L’astuto Serpente inganna promettendo suprema libertà: “Lo vuoi? Prendilo! Ti piace? Fallo! Diventa come Dio: libero di conoscere il bene e il male!”. Aderendo al tentatore, l’uomo si distacca dalla comunione e sottomissione a Dio e diventa schiavo di Satana, primo ribelle e peccatore ostinato. Il gran seduttore ha tolto all’uomo Dio e tutti i Suoi beni: il Paradiso, la Grazia, la felicità, la gioia di vivere, la stessa comunione tra uomo e donna. A loro posto ha procurato tutti i mali: il dolore, le malattie, la divisione, la morte. Poiché col peccato l’uomo si allontana volontariamente da Dio, fonte della vita, va incontro alla morte e alla maledizione eterna, da cui non può scampare: “Il salario del peccato è la morte” (Rom 6,23), è detto. “Chi fa il peccato è schiavo del peccato. Se il Figlio vi farà liberi, sarete veramente liberi” (Gv 8,34.36) dice Gesù. E precisamente per questo è venuto il Figlio di Dio, “per dare la libertà ai prigionieri, ai ciechi la vista, a liberare gli oppressi, a proclamare l’anno di grazia del Signore” (Lc 4,18-19). Chi si converte a Gesù, riceve come Saulo a Damasco la vista nuova e la liberazione dalla schiavitù a Satana, che è l’oppositore di Cristo, colui che si vuole fare un regno alternativo a quello del Figlio di Dio.

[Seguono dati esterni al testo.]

//! Deterministic random number generation for the computer opponent.
//!
//! The engine never reaches for a thread-local RNG. It owns a [`GameRng`],
//! so tests can pin the computer's choices with a seed.
//!
//! ```
//! use tictactoe_engine::GameRng;
//!
//! let mut a = GameRng::new(7);
//! let mut b = GameRng::new(7);
//! assert_eq!(a.choose(&[1, 2, 3]), b.choose(&[1, 2, 3]));
//! ```

use rand::{Rng, SeedableRng};
use rand_chacha::ChaCha8Rng;

/// Seedable RNG backed by ChaCha8.
#[derive(Clone, Debug)]
pub struct GameRng {
    inner: ChaCha8Rng,
    seed: u64,
}

impl GameRng {
    /// Create a new RNG with the given seed.
    #[must_use]
    pub fn new(seed: u64) -> Self {
        Self {
            inner: ChaCha8Rng::seed_from_u64(seed),
            seed,
        }
    }

    /// Create an RNG seeded from the operating system.
    #[must_use]
    pub fn from_entropy() -> Self {
        Self::new(rand::thread_rng().r#gen())
    }

    /// The seed this RNG started from.
    pub fn seed(&self) -> u64 {
        self.seed
    }

    /// Choose a random element from a slice, uniformly.
    #[must_use]
    pub fn choose<'a, T>(&mut self, slice: &'a [T]) -> Option<&'a T> {
        use rand::seq::SliceRandom;
        slice.choose(&mut self.inner)
    }
}

impl Default for GameRng {
    fn default() -> Self {
        Self::from_entropy()
    }
}

#[cfg(test)]
mod tests {
    use super::*;

    #[test]
    fn test_determinism() {
        let mut rng1 = GameRng::new(42);
        let mut rng2 = GameRng::new(42);

        let cells: Vec<usize> = (0..9).collect();
        for _ in 0..100 {
            assert_eq!(rng1.choose(&cells), rng2.choose(&cells));
        }
    }

    #[test]
    fn test_different_seeds() {
        let mut rng1 = GameRng::new(1);
        let mut rng2 = GameRng::new(2);

        let cells: Vec<usize> = (0..1000).collect();
        let seq1: Vec<_> = (0..10).filter_map(|_| rng1.choose(&cells).copied()).collect();
        let seq2: Vec<_> = (0..10).filter_map(|_| rng2.choose(&cells).copied()).collect();

        assert_ne!(seq1, seq2);
    }

    #[test]
    fn test_choose() {
        let mut rng = GameRng::new(42);
        let items = vec![1, 2, 3, 4, 5];

        let chosen = rng.choose(&items);
        assert!(chosen.is_some_and(|c| items.contains(c)));

        let empty: Vec<i32> = vec![];
        assert!(rng.choose(&empty).is_none());
    }

    #[test]
    fn test_choose_covers_every_element() {
        let mut rng = GameRng::new(3);
        let items = [0usize, 1, 2, 3];
        let mut hits = [0u32; 4];
        for _ in 0..400 {
            if let Some(&i) = rng.choose(&items) {
                hits[i] += 1;
            }
        }
        assert!(hits.iter().all(|&h| h > 0));
    }

    #[test]
    fn test_entropy_seed_replays() {
        let cells: Vec<usize> = (0..9).collect();
        let mut fresh = GameRng::from_entropy();
        let mut replay = GameRng::new(fresh.seed());
        for _ in 0..20 {
            assert_eq!(fresh.choose(&cells), replay.choose(&cells));
        }
    }

    #[test]
    fn test_seed_is_reported() {
        assert_eq!(GameRng::new(99).seed(), 99);
    }
}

La forza di Satana è il peccato e la morte. Queste sono le due catene che egli mette ai polsi di tutti gli uomini, mentre ai piedi mette l’attaccamento ai beni della terra: denaro, salute, onori, divertimento, piaceri…, da cui nessuno può distaccarsi con le sole sue forze. Così incatenato, l’uomo perde libertà e dignità; l’immagine di Dio è deturpata, il suo patrimonio eterno dilapidato, mentre la bocca dell’Inferno si spalanca sotto di lui. Questo Satana lo nasconde abilmente, mettendo una crescente paura della morte, onde impedire all’uomo di convertirsi a Dio prima di arrivare al Suo Giudizio di condanna. Di fatto i peccatori non si convertono, odiano Dio e la Sua Legge, calpestano i Suoi Comandamenti, vivono come se mai Gli dovessero rendere conto e vanno incontro all’eterna maledizione, da cui solo l’infinita Misericordia di Dio li può salvare. E così è stato. “Dio ha tanto amato il mondo da dare il suo Figlio unigenito, perché chiunque crede in lui non muoia ma abbia la vita eterna” (Gv 3,16).

Com’è che Gesù ci libera dalla schiavitù a Satana e dalla maledizione eterna? Egli lo fa con la Parola e con i Sacramenti. Con la sua Parola annunzia il Regno di Dio e richiama alla conversione del cuore a Dio; con i Sacramenti conferisce la Grazia, la vita divina, durante le celebrazioni liturgiche, in particolare la Santa Messa. Il tutto è insieme opera di Dio, che prende sempre l’iniziativa, e opera dell’uomo, che risponde e fa i passi richiesti. Ottenuta la conversione del cuore, che è un vero ritorno a Dio come il figliol prodigo che ritorna alla casa del padre (cfr. Lc 15,18), Gesù ci libera dalla prima catena, il peccato, mediante il Battesimo, oppure, se si tratta di peccati fatti dopo, mediante un altro Sacramento, la Confessione o Riconciliazione, in cui viene tolto il peccato e ridata la Grazia. L’anima ritorna splendente e bella, ad immagine di Cristo, con quello splendore che il Creatore ha voluto per i Suoi figli fin dalle origini dell’umanità. E questo è anticipo della Gloria che il Signore gli darà come eredità eterna nel Cielo. La Grazia sarà tanto più piena e santificante quanto maggiore è la buona volontà del convertito. Essa cresce con l’amore dato a Dio e al prossimo e con il dolore dei peccati commessi; con l’esercizio della carità e l’aumento della conoscenza di Dio; con la riparazione dei peccati e l’accettazione delle tribolazioni della vita; con l’acquisto delle virtù e il distacco dal mondo e dalle sue vanità; con la povertà di spirito e la preghiera incessante, specialmente quella liturgica della Santa Messa e quella mariana del Santo Rosario.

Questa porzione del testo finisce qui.